Find the lines below that contain the string "RegistryError". Copy each one.

·····

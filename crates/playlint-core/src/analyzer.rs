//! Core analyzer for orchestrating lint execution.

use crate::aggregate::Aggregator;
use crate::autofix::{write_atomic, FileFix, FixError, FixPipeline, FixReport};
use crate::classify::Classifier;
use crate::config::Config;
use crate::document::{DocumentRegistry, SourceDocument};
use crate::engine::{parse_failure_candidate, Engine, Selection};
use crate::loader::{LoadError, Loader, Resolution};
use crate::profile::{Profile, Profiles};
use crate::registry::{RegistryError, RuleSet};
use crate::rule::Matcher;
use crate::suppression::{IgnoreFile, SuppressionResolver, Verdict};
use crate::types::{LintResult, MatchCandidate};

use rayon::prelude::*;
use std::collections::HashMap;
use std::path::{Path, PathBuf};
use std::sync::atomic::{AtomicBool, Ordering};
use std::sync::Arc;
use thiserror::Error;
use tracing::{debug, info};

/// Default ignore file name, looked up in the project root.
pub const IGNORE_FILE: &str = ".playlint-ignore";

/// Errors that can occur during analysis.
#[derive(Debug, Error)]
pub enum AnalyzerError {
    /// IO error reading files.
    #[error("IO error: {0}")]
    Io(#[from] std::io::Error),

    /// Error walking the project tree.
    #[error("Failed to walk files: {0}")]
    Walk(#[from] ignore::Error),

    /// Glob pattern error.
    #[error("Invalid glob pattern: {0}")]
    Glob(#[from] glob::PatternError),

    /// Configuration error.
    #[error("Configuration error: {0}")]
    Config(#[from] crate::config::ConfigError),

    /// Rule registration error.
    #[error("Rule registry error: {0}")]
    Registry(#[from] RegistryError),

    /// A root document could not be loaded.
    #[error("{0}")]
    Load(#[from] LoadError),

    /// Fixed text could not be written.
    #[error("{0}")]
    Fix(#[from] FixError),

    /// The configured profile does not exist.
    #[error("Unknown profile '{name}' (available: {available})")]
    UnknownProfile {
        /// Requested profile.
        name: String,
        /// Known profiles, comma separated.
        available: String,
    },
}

·····

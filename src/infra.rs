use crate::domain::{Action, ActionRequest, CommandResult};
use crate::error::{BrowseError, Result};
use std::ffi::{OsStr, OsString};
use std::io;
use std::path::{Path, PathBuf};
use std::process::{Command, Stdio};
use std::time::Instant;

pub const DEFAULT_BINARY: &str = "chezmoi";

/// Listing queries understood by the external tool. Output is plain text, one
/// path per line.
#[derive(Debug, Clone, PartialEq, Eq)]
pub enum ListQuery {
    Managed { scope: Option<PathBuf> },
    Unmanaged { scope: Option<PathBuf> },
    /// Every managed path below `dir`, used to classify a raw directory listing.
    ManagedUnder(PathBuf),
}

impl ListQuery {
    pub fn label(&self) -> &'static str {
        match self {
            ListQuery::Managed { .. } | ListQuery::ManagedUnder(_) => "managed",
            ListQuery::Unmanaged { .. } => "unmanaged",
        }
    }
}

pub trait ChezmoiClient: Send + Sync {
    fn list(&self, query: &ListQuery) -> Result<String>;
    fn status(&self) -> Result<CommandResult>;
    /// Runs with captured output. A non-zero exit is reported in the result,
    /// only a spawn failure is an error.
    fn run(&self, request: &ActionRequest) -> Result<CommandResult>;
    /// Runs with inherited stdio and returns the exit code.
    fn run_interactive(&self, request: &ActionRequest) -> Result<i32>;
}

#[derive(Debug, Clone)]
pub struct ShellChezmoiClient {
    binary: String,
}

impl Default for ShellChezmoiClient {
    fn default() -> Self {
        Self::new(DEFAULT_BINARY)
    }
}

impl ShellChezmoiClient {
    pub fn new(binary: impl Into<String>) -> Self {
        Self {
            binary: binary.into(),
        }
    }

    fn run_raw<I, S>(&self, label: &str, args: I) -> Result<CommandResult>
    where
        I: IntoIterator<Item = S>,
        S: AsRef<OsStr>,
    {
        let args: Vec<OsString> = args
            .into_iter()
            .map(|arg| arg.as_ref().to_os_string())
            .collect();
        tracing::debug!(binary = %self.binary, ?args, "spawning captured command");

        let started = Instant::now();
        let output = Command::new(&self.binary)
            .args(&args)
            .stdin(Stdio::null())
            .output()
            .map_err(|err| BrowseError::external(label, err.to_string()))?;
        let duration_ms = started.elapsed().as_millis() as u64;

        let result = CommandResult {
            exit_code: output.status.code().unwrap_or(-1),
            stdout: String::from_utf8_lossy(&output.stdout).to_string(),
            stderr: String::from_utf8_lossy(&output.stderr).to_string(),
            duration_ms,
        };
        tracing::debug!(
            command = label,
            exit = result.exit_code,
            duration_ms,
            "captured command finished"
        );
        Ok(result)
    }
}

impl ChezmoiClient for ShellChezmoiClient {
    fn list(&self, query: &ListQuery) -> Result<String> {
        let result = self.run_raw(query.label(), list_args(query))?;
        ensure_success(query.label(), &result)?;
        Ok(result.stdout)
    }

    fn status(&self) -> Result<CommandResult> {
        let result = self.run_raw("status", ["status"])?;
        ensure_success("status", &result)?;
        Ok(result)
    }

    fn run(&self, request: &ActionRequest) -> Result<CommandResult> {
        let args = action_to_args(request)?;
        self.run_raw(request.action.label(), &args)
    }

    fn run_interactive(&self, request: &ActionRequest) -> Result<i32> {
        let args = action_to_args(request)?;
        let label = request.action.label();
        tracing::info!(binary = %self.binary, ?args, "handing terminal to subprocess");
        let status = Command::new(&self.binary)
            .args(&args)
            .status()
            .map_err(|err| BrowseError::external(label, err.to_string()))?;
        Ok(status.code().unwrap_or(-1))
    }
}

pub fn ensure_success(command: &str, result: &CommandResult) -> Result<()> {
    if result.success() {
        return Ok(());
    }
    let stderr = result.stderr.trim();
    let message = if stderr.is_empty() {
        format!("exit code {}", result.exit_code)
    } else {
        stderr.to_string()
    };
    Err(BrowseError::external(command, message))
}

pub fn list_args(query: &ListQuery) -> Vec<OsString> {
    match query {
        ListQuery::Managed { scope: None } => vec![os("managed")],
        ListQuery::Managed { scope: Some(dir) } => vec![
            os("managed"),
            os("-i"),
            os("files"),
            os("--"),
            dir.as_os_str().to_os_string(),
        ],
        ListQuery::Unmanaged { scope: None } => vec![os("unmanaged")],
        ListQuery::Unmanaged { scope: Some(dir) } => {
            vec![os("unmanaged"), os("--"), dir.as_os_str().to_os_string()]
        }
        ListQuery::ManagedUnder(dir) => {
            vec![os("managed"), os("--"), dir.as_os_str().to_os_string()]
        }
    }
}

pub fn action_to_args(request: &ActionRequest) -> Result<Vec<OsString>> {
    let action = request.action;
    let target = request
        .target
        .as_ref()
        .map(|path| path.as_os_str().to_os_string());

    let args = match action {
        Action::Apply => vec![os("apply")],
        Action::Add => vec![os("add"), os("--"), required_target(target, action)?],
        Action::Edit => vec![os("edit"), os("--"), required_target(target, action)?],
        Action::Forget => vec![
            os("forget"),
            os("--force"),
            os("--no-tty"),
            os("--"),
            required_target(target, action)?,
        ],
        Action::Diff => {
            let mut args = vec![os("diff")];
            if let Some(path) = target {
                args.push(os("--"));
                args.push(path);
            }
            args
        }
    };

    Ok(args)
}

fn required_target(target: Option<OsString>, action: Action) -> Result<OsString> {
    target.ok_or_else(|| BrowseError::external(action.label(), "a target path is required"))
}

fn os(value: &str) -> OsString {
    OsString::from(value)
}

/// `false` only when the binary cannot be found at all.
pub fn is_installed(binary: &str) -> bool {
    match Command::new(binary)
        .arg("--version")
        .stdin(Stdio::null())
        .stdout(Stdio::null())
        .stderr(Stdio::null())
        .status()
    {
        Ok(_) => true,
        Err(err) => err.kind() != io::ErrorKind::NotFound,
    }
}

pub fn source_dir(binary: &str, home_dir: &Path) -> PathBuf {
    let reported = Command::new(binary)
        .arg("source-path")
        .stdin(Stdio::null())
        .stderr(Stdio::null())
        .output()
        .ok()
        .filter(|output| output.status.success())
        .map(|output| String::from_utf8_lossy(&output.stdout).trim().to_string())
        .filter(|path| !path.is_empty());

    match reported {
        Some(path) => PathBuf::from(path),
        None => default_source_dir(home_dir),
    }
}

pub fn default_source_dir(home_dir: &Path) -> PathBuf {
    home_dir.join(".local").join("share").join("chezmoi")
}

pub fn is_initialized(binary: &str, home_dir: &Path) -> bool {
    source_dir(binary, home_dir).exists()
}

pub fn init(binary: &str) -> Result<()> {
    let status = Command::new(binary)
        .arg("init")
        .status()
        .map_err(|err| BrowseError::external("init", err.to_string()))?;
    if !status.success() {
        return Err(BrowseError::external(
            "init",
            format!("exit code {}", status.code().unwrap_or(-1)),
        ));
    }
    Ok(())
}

·····

Output for this task -
use crate::registry::{RegistryError, RuleSet};
    Registry(#[from] RegistryError),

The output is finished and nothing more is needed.